Я не уверен, так ли это, но сейчас память упорно шепчет, что самыми тяжелыми днями до октябрьского переворота были 3 и 4 июля – первая попытка захвата власти большевиками. Перед Таврическим дворцом огромный рабочий, грозя кулаком вышедшему к толпе представителю Совета рабочих и солдатских депутатов, в настоящем бешенстве кричал: «Принимай, сукин сын, власть, когда дают!» Совет не осмеливался, а наиболее активные министры, Некрасов и Терещенко, со своей стороны, не решались отстаивать свою власть и предпочли укрыться. С Набоковым мы пешком шли по Литейному и Невскому домой из редакции, и сердце трепетало при виде кровавого гротеска: мчатся грузовики с обвешанной оружием матросней и солдатней со свирепыми лицами, гулко шагают такие же скопища, во все стороны постреливая, и вдруг, от неожиданного звука – мгновенно, с ушедшей в плечи головой, бросая ружья, рассыпаются по подворотням. Где здесь было лицо, где изнанка, или же это было нечто бесформенное? В «Речи» Ирецкий, наблюдавший неоднократно сцены бегства, сравнивал эти скопища с «воробьями на гороховом поле, готовыми вспорхнуть от малейшего шума», и был уверен, что «достаточно было бы одного властного окрика», чтобы бесчинства прекратить. Хотя весь ужас в том и заключался, что для властного окрика не было воли – на одной стороне уже не было, на другой еще не накопилось. Когда министр юстиции Переверзев, как бы в ответ торопившемуся рабочему, доставил газетам официальные данные, уличавшие Ленина в государственной измене, Некрасов, успевший оправиться от своего испуга, поспешил после тщетной попытки задержать оглашение этих сведений дезавуировать Переверзева, который вышел в отставку. Такая демонстрация бессилия была тем более показательна, что в ней не было никакой нужды – в числе многого другого война уничтожила жупел государственной измены. Петербург кишел дезертирами, и параллельно с этим измена перевоплощалась в геройство. Разве одного Ленина измена увенчала властью и признанием?

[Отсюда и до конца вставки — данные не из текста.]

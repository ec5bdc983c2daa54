//! Email matching and partial-result types.

use std::{fmt, sync::Arc};

use sandmail_crypto::CryptoError;
use sandmail_proto::{DecryptedEmail, EmailId, ProtocolError};

type Predicate = Arc<dyn Fn(&DecryptedEmail) -> bool + Send + Sync>;

/// Criteria for [`Inbox::wait_for_email`](crate::Inbox::wait_for_email).
///
/// Every criterion that is set must match. The empty filter matches any
/// email. Substring checks are case-sensitive.
#[derive(Clone, Default)]
pub struct EmailFilter {
    subject: Option<String>,
    from: Option<String>,
    predicate: Option<Predicate>,
}

impl EmailFilter {
    /// Filter that matches everything.
    pub fn any() -> Self {
        Self::default()
    }

    /// Require the subject to contain `needle`.
    #[must_use]
    pub fn subject_contains(mut self, needle: impl Into<String>) -> Self {
        self.subject = Some(needle.into());
        self
    }

    /// Require the sender to contain `needle`.
    #[must_use]
    pub fn from_contains(mut self, needle: impl Into<String>) -> Self {
        self.from = Some(needle.into());
        self
    }

    /// Require `predicate` to return true.
    #[must_use]
    pub fn matching(
        mut self,
        predicate: impl Fn(&DecryptedEmail) -> bool + Send + Sync + 'static,
    ) -> Self {
        self.predicate = Some(Arc::new(predicate));
        self
    }

    /// Whether `email` satisfies every criterion.
    pub fn matches(&self, email: &DecryptedEmail) -> bool {
        self.subject.as_deref().is_none_or(|s| email.subject.contains(s))
            && self.from.as_deref().is_none_or(|f| email.from.contains(f))
            && self.predicate.as_ref().is_none_or(|p| p(email))
    }
}

impl fmt::Debug for EmailFilter {
    fn fmt(&self, f: &mut fmt::Formatter<'_>) -> fmt::Result {
        f.debug_struct("EmailFilter")
            .field("subject", &self.subject)
            .field("from", &self.from)
            .field("predicate", &self.predicate.as_ref().map(|_| "<fn>"))
            .finish()
    }
}

/// Why an email was left out of a listing.
#[derive(Debug, thiserror::Error)]
pub enum WithheldReason {
    /// Signature or decryption check failed.
    #[error(transparent)]
    Crypto(#[from] CryptoError),
    /// Envelope or body could not be decoded.
    #[error(transparent)]
    Protocol(#[from] ProtocolError),
}

/// An email that failed verification and was not returned as content.
#[derive(Debug)]
pub struct WithheldEmail {
    /// Email identifier
    pub id: EmailId,
    /// What went wrong
    pub reason: WithheldReason,
}

/// Result of listing an inbox.
///
/// Verification failures are per item and never fail the whole listing.
#[derive(Debug, Default)]
pub struct EmailBatch {
    /// Emails that verified and decrypted, in server order
    pub emails: Vec<DecryptedEmail>,
    /// Emails that did not
    pub withheld: Vec<WithheldEmail>,
}

impl EmailBatch {
    /// Whether any email was withheld.
    pub fn has_withheld(&self) -> bool {
        !self.withheld.is_empty()
    }
}

#[cfg(test)]
mod tests {
    use std::collections::BTreeMap;

    use chrono::DateTime;

    use super::*;

    fn email(subject: &str, from: &str) -> DecryptedEmail {
        DecryptedEmail {
            id: EmailId::from("e1"),
            inbox_hash: "inbox".into(),
            received_at: DateTime::UNIX_EPOCH,
            is_read: false,
            subject: subject.to_string(),
            from: from.to_string(),
            to: vec!["user@sandbox.test".to_string()],
            text: Some("hello".to_string()),
            html: None,
            attachments: Vec::new(),
            headers: BTreeMap::new(),
        }
    }

    #[test]
    fn empty_filter_matches_anything() {
        assert!(EmailFilter::any().matches(&email("", "")));
    }

    #[test]
    fn all_criteria_must_match() {
        let filter = EmailFilter::any()
            .subject_contains("Reset")
            .from_contains("noreply@")
            .matching(|e| e.text.as_deref() == Some("hello"));

        assert!(filter.matches(&email("Password Reset", "noreply@example.com")));
        assert!(!filter.matches(&email("Welcome", "noreply@example.com")));
        assert!(!filter.matches(&email("Password Reset", "support@example.com")));
    }

    #[test]
    fn substring_match_is_case_sensitive() {
        let filter = EmailFilter::any().subject_contains("reset");
        assert!(!filter.matches(&email("Password Reset", "a@b.c")));
    }

    #[test]
    fn debug_hides_predicate() {
        let filter = EmailFilter::any().matching(|_| true);
        assert!(format!("{filter:?}").contains("<fn>"));
    }
}
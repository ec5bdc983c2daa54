//! Envelope encryption using `XChaCha20-Poly1305`
//!
//! All functions are pure - nonces must be provided by the caller.

use chacha20poly1305::{
    XChaCha20Poly1305, XNonce,
    aead::{Aead, KeyInit, Payload},
};

use crate::{error::CryptoError, kdf::SymmetricKey};

/// Size of the `XChaCha20` nonce (24 bytes)
pub const NONCE_SIZE: usize = 24;

/// Poly1305 tag size (16 bytes)
pub const TAG_SIZE: usize = 16;

/// Encrypt `plaintext`, authenticating `aad` alongside it.
///
/// Returns ciphertext with the 16-byte tag appended.
pub fn seal(key: &SymmetricKey, nonce: &[u8; NONCE_SIZE], aad: &[u8], plaintext: &[u8]) -> Vec<u8> {
    let cipher = XChaCha20Poly1305::new(key.as_bytes().into());

    let Ok(ciphertext) = cipher.encrypt(XNonce::from_slice(nonce), Payload { msg: plaintext, aad })
    else {
        unreachable!("XChaCha20-Poly1305 encryption cannot fail with valid inputs");
    };

    ciphertext
}

/// Decrypt and authenticate `ciphertext`.
///
/// Either the whole plaintext is returned or nothing is.
///
/// # Errors
///
/// - `DecryptionFailed`: nonce has the wrong length, ciphertext is shorter
///   than a tag, or the tag does not verify (tamper or wrong key)
pub fn open(
    key: &SymmetricKey,
    nonce: &[u8],
    aad: &[u8],
    ciphertext: &[u8],
) -> Result<Vec<u8>, CryptoError> {
    if nonce.len() != NONCE_SIZE {
        return Err(CryptoError::DecryptionFailed {
            reason: format!("nonce must be {NONCE_SIZE} bytes, got {}", nonce.len()),
        });
    }
    if ciphertext.len() < TAG_SIZE {
        return Err(CryptoError::DecryptionFailed {
            reason: format!("ciphertext shorter than {TAG_SIZE}-byte tag"),
        });
    }

    let cipher = XChaCha20Poly1305::new(key.as_bytes().into());

    cipher
        .decrypt(XNonce::from_slice(nonce), Payload { msg: ciphertext, aad })
        .map_err(|_| CryptoError::DecryptionFailed { reason: "authentication failed".to_string() })
}

#[cfg(test)]
mod tests {
    use super::*;

    fn test_key(fill: u8) -> SymmetricKey {
        SymmetricKey::from_bytes([fill; 32])
    }

    #[test]
    fn seal_open_roundtrip() {
        let key = test_key(1);
        let nonce = [0xAB; NONCE_SIZE];

        let ciphertext = seal(&key, &nonce, b"meta", b"Hello, World!");
        let plaintext = open(&key, &nonce, b"meta", &ciphertext).unwrap();

        assert_eq!(plaintext, b"Hello, World!");
    }

    #[test]
    fn seal_open_empty_message() {
        let key = test_key(2);
        let nonce = [0x00; NONCE_SIZE];

        let ciphertext = seal(&key, &nonce, b"", b"");
        assert_eq!(ciphertext.len(), TAG_SIZE);
        assert_eq!(open(&key, &nonce, b"", &ciphertext).unwrap(), b"");
    }

    #[test]
    fn wrong_key_fails() {
        let nonce = [0x00; NONCE_SIZE];
        let ciphertext = seal(&test_key(1), &nonce, b"", b"secret message");

        let result = open(&test_key(2), &nonce, b"", &ciphertext);
        assert!(matches!(
            result,
            Err(CryptoError::DecryptionFailed { reason }) if reason.contains("authentication")
        ));
    }

    #[test]
    fn tampered_aad_fails() {
        let key = test_key(3);
        let nonce = [0x11; NONCE_SIZE];
        let ciphertext = seal(&key, &nonce, b"original", b"body");

        assert!(open(&key, &nonce, b"modified", &ciphertext).is_err());
    }

    #[test]
    fn short_nonce_is_rejected() {
        let key = test_key(4);
        let ciphertext = seal(&key, &[0; NONCE_SIZE], b"", b"body");

        assert!(matches!(
            open(&key, &[0; 12], b"", &ciphertext),
            Err(CryptoError::DecryptionFailed { .. })
        ));
    }

    #[test]
    fn truncated_ciphertext_is_rejected() {
        let key = test_key(5);
        assert!(open(&key, &[0; NONCE_SIZE], b"", &[0u8; TAG_SIZE - 1]).is_err());
    }
}
//! Fuzz target for wire envelope decoding and opening.
//!
//! Arbitrary bytes are decoded as a versioned envelope, converted to the
//! crypto representation and opened with a fixed keypair. Looks for:
//! - Panics on malformed base64, lengths or suite names
//! - Envelopes that decrypt without a valid server signature
//!
//! The fuzzer should NEVER panic and NEVER produce plaintext.

#![no_main]

use libfuzzer_sys::fuzz_target;
use sandmail_crypto::{KeyAgreementProvider, KeyPair, MlKemProvider, ServerSigner};
use sandmail_proto::{WireEnvelope, decode_json};

fuzz_target!(|data: &[u8]| {
    let Ok(wire) = decode_json::<WireEnvelope>(data) else {
        return;
    };
    let Ok(envelope) = wire.into_envelope() else {
        return;
    };

    let keypair = KeyPair::generate([7; 32]);
    let server_pk = ServerSigner::from_seed([9; 32]).public_key();
    let opened = MlKemProvider.open_envelope(&envelope, &keypair, "inbox", &server_pk);
    assert!(opened.is_err(), "forged envelope opened");
});
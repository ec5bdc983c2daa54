//! Environment abstraction for deterministic testing.
//!
//! Decouples delivery logic from system resources (wall clock, randomness,
//! timers). Production uses the OS clock and entropy; tests use a seeded RNG
//! and a controllable clock.

use std::time::Duration;

use chrono::{DateTime, Utc};
use futures::future::BoxFuture;

/// Abstract environment providing time, randomness, and async sleep.
///
/// Object safe so one environment can be shared as `Arc<dyn Environment>`
/// by every inbox and strategy spawned from a client.
///
/// # Safety
///
/// Implementations MUST guarantee:
///
/// - `random_bytes()` uses cryptographically secure entropy in production
/// - `sleep()` is driven by the same clock the host runtime's timers use
pub trait Environment: Send + Sync + 'static {
    /// Current wall-clock time.
    ///
    /// Used for inbox expiry checks and event timestamps, never for
    /// scheduling.
    fn wall_clock(&self) -> DateTime<Utc>;

    /// Sleeps for the specified duration.
    fn sleep(&self, duration: Duration) -> BoxFuture<'static, ()>;

    /// Fills the provided buffer with random bytes.
    ///
    /// # Invariants
    ///
    /// - Given the same RNG seed, this produces the same sequence of bytes
    fn random_bytes(&self, buffer: &mut [u8]);

    /// 32 random bytes, the seed size every crypto operation takes.
    fn random_seed(&self) -> [u8; 32] {
        let mut seed = [0u8; 32];
        self.random_bytes(&mut seed);
        seed
    }

    /// Generates a random `u64`.
    fn random_u64(&self) -> u64 {
        let mut bytes = [0u8; 8];
        self.random_bytes(&mut bytes);
        u64::from_be_bytes(bytes)
    }
}
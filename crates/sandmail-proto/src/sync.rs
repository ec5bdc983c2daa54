//! Sync checkpoints.

use serde::{Deserialize, Serialize};

use crate::version::{PROTOCOL_VERSION, Versioned};

/// The server's `{count, hash}` token over one inbox's contents.
///
/// Polling compares `emails_hash` against the last observed value; equal
/// hashes mean nothing changed.
#[derive(Debug, Clone, PartialEq, Eq, Hash, Serialize, Deserialize)]
#[serde(rename_all = "camelCase")]
pub struct SyncState {
    /// Payload version
    pub version: u64,
    /// Number of emails currently stored
    pub email_count: u64,
    /// Opaque content hash
    pub emails_hash: String,
}

impl SyncState {
    /// Current-version checkpoint.
    pub fn new(email_count: u64, emails_hash: impl Into<String>) -> Self {
        Self { version: PROTOCOL_VERSION, email_count, emails_hash: emails_hash.into() }
    }
}

impl Versioned for SyncState {
    const KIND: &'static str = "sync state";
}

#[cfg(test)]
mod tests {
    use super::*;
    use crate::{errors::ProtocolError, version::decode_json};

    #[test]
    fn decodes_camel_case() {
        let state: SyncState =
            decode_json(br#"{"version":1,"emailCount":3,"emailsHash":"abc"}"#).unwrap();
        assert_eq!(state, SyncState::new(3, "abc"));
    }

    #[test]
    fn serializes_camel_case() {
        let json = serde_json::to_string(&SyncState::new(0, "h")).unwrap();
        assert_eq!(json, r#"{"version":1,"emailCount":0,"emailsHash":"h"}"#);
    }

    #[test]
    fn zero_version_rejected() {
        let result =
            decode_json::<SyncState>(br#"{"version":0,"emailCount":3,"emailsHash":"abc"}"#);
        assert!(matches!(result, Err(ProtocolError::UnsupportedVersion { found: 0, .. })));
    }
}
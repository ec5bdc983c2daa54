//! Incremental decoder for the `text/event-stream` format.
//!
//! The decoder is fed raw body chunks as they arrive and yields complete
//! frames. Output depends only on the concatenated bytes, never on where
//! chunk boundaries fall.
//!
//! # Framing
//!
//! ```text
//! : comment            ignored
//! event: <name>        recorded for the current frame
//! id: <id>             recorded for the current frame
//! data: <text>         appended (joined with '\n')
//! <blank line>         dispatches the frame if any data was seen
//! ```
//!
//! Lines end in `\n`, with an optional preceding `\r`.

use bytes::BytesMut;

use crate::{
    api::EventFrame,
    errors::{ProtocolError, Result},
};

/// Default cap on buffered bytes for a single frame.
pub const DEFAULT_MAX_FRAME_SIZE: usize = 1024 * 1024;

/// One dispatched event-stream frame.
#[derive(Debug, Clone, PartialEq, Eq, Default)]
pub struct SseFrame {
    /// `event:` field, if present
    pub event: Option<String>,
    /// `id:` field, if present
    pub id: Option<String>,
    /// Concatenated `data:` lines
    pub data: String,
}

impl SseFrame {
    /// Parse the data as a new-email notification.
    pub fn event_frame(&self) -> Result<EventFrame> {
        EventFrame::parse(&self.data)
    }
}

/// Stateful event-stream decoder.
#[derive(Debug)]
pub struct SseDecoder {
    buf: BytesMut,
    data: Option<String>,
    event: Option<String>,
    id: Option<String>,
    last_event_id: Option<String>,
    max_frame_size: usize,
}

impl Default for SseDecoder {
    fn default() -> Self {
        Self::new()
    }
}

impl SseDecoder {
    /// Decoder with the default frame size cap.
    pub fn new() -> Self {
        Self::with_max_frame_size(DEFAULT_MAX_FRAME_SIZE)
    }

    /// Decoder that rejects frames larger than `max_frame_size` bytes.
    pub fn with_max_frame_size(max_frame_size: usize) -> Self {
        Self {
            buf: BytesMut::new(),
            data: None,
            event: None,
            id: None,
            last_event_id: None,
            max_frame_size,
        }
    }

    /// Most recent `id:` seen on a dispatched frame.
    pub fn last_event_id(&self) -> Option<&str> {
        self.last_event_id.as_deref()
    }

    /// Feed a chunk and collect every frame it completes.
    ///
    /// # Errors
    ///
    /// - `ProtocolError::Malformed` if a line is not UTF-8
    /// - `ProtocolError::FrameTooLarge` if the pending frame exceeds the cap
    ///
    /// After an error the decoder state is unspecified; callers drop the
    /// connection.
    pub fn push(&mut self, chunk: &[u8]) -> Result<Vec<SseFrame>> {
        self.buf.extend_from_slice(chunk);

        let mut frames = Vec::new();
        while let Some(pos) = self.buf.iter().position(|&b| b == b'\n') {
            let raw = self.buf.split_to(pos + 1);
            let mut line = &raw[..pos];
            if let [rest @ .., b'\r'] = line {
                line = rest;
            }
            let line = std::str::from_utf8(line)
                .map_err(|e| ProtocolError::malformed("event stream", e.to_string()))?;

            if let Some(frame) = self.process_line(line) {
                frames.push(frame);
            }
        }

        let pending = self.buf.len() + self.data.as_ref().map_or(0, String::len);
        if pending > self.max_frame_size {
            return Err(ProtocolError::FrameTooLarge { size: pending, max: self.max_frame_size });
        }

        Ok(frames)
    }

    fn process_line(&mut self, line: &str) -> Option<SseFrame> {
        if line.is_empty() {
            return self.dispatch();
        }
        if line.starts_with(':') {
            return None;
        }

        let (field, value) = match line.split_once(':') {
            Some((field, value)) => (field, value.strip_prefix(' ').unwrap_or(value)),
            None => (line, ""),
        };

        match field {
            "data" => match &mut self.data {
                Some(data) => {
                    data.push('\n');
                    data.push_str(value);
                },
                None => self.data = Some(value.to_string()),
            },
            "event" => self.event = Some(value.to_string()),
            "id" => self.id = Some(value.to_string()),
            // retry and unknown fields
            _ => {},
        }
        None
    }

    fn dispatch(&mut self) -> Option<SseFrame> {
        let event = self.event.take();
        let id = self.id.take();
        let data = self.data.take()?;

        if id.is_some() {
            self.last_event_id.clone_from(&id);
        }
        Some(SseFrame { event, id, data })
    }
}

#[cfg(test)]
mod tests {
    use super::*;

    fn decode_all(input: &[u8]) -> Vec<SseFrame> {
        SseDecoder::new().push(input).unwrap()
    }

    #[test]
    fn single_frame() {
        let frames = decode_all(b"data: {\"inboxId\":\"A\",\"emailId\":\"abc123\"}\n\n");
        assert_eq!(frames.len(), 1);

        let event = frames[0].event_frame().unwrap();
        assert_eq!(event.email_id.as_str(), "abc123");
    }

    #[test]
    fn multi_line_data_joined_with_newline() {
        let frames = decode_all(b"data: one\ndata: two\n\n");
        assert_eq!(frames[0].data, "one\ntwo");
    }

    #[test]
    fn crlf_line_endings() {
        let frames = decode_all(b"event: email\r\nid: 7\r\ndata: x\r\n\r\n");
        assert_eq!(frames, vec![SseFrame {
            event: Some("email".to_string()),
            id: Some("7".to_string()),
            data: "x".to_string(),
        }]);
    }

    #[test]
    fn comments_and_empty_frames_ignored() {
        let frames = decode_all(b": keepalive\n\nevent: ping\n\ndata: real\n\n");
        assert_eq!(frames.len(), 1);
        assert_eq!(frames[0].data, "real");
        // event without data is dropped, not carried into the next frame
        assert_eq!(frames[0].event, None);
    }

    #[test]
    fn value_without_space_after_colon() {
        assert_eq!(decode_all(b"data:x\n\n")[0].data, "x");
    }

    #[test]
    fn incomplete_frame_waits_for_blank_line() {
        let mut decoder = SseDecoder::new();
        assert!(decoder.push(b"data: partial\n").unwrap().is_empty());
        assert_eq!(decoder.push(b"\n").unwrap()[0].data, "partial");
    }

    #[test]
    fn crlf_split_across_chunks() {
        let mut decoder = SseDecoder::new();
        assert!(decoder.push(b"data: a\r").unwrap().is_empty());
        assert!(decoder.push(b"\n\r").unwrap().is_empty());
        assert_eq!(decoder.push(b"\n").unwrap()[0].data, "a");
    }

    #[test]
    fn tracks_last_event_id() {
        let mut decoder = SseDecoder::new();
        decoder.push(b"id: 1\ndata: a\n\ndata: b\n\n").unwrap();
        assert_eq!(decoder.last_event_id(), Some("1"));
    }

    #[test]
    fn oversized_frame_rejected() {
        let mut decoder = SseDecoder::with_max_frame_size(16);
        let result = decoder.push(b"data: 0123456789abcdefghij");
        assert!(matches!(result, Err(ProtocolError::FrameTooLarge { max: 16, .. })));
    }

    #[test]
    fn invalid_utf8_rejected() {
        let result = SseDecoder::new().push(b"data: \xff\xfe\n\n");
        assert!(matches!(result, Err(ProtocolError::Malformed { field: "event stream", .. })));
    }
}
//! Fuzz target for inbox export parsing.
//!
//! Any accepted export must carry a supported version, be encrypted and
//! hold a secret key that rebuilds a keypair. Anything else must be an
//! error, never a panic.

#![no_main]

use libfuzzer_sys::fuzz_target;
use sandmail_proto::InboxExport;

fuzz_target!(|data: &[u8]| {
    let Ok(json) = std::str::from_utf8(data) else {
        return;
    };
    let Ok(export) = InboxExport::from_json(json) else {
        return;
    };

    assert!(export.encrypted);
    assert_eq!(export.version, 1);
    assert!(export.keypair().is_ok(), "validated export with unusable key");
    let _ = export.to_json();
});
//! Identifier newtypes.

use std::fmt;

use serde::{Deserialize, Serialize};

/// Server-issued inbox routing identifier.
///
/// Used for event-stream subscription, polling and every inbox-scoped
/// request. Distinct from the email address.
#[derive(Debug, Clone, PartialEq, Eq, PartialOrd, Ord, Hash, Serialize, Deserialize)]
#[serde(transparent)]
pub struct InboxHash(String);

/// Server-issued email identifier, unique within an inbox.
#[derive(Debug, Clone, PartialEq, Eq, PartialOrd, Ord, Hash, Serialize, Deserialize)]
#[serde(transparent)]
pub struct EmailId(String);

macro_rules! string_id {
    ($name:ident) => {
        impl $name {
            /// Wrap a raw identifier.
            pub fn new(id: impl Into<String>) -> Self {
                Self(id.into())
            }

            /// Borrow the raw identifier.
            pub fn as_str(&self) -> &str {
                &self.0
            }
        }

        impl fmt::Display for $name {
            fn fmt(&self, f: &mut fmt::Formatter<'_>) -> fmt::Result {
                f.write_str(&self.0)
            }
        }

        impl From<&str> for $name {
            fn from(id: &str) -> Self {
                Self(id.to_string())
            }
        }

        impl From<String> for $name {
            fn from(id: String) -> Self {
                Self(id)
            }
        }

        impl AsRef<str> for $name {
            fn as_ref(&self) -> &str {
                &self.0
            }
        }
    };
}

string_id!(InboxHash);
string_id!(EmailId);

Сама по себе неудача большевистской попытки значительно приободрила общественное мнение. В целях успокоения печать чрезмерно налегала на неудачу 3 июля как на доказательство бессилия заговорщиков. Это была ложь во спасение, не говорят же страждущему, что он безнадежно болен, – тем и страшен смертный приговор, что отнимает у человека привилегию неведения дня смерти, ставит лицом к лицу с ней.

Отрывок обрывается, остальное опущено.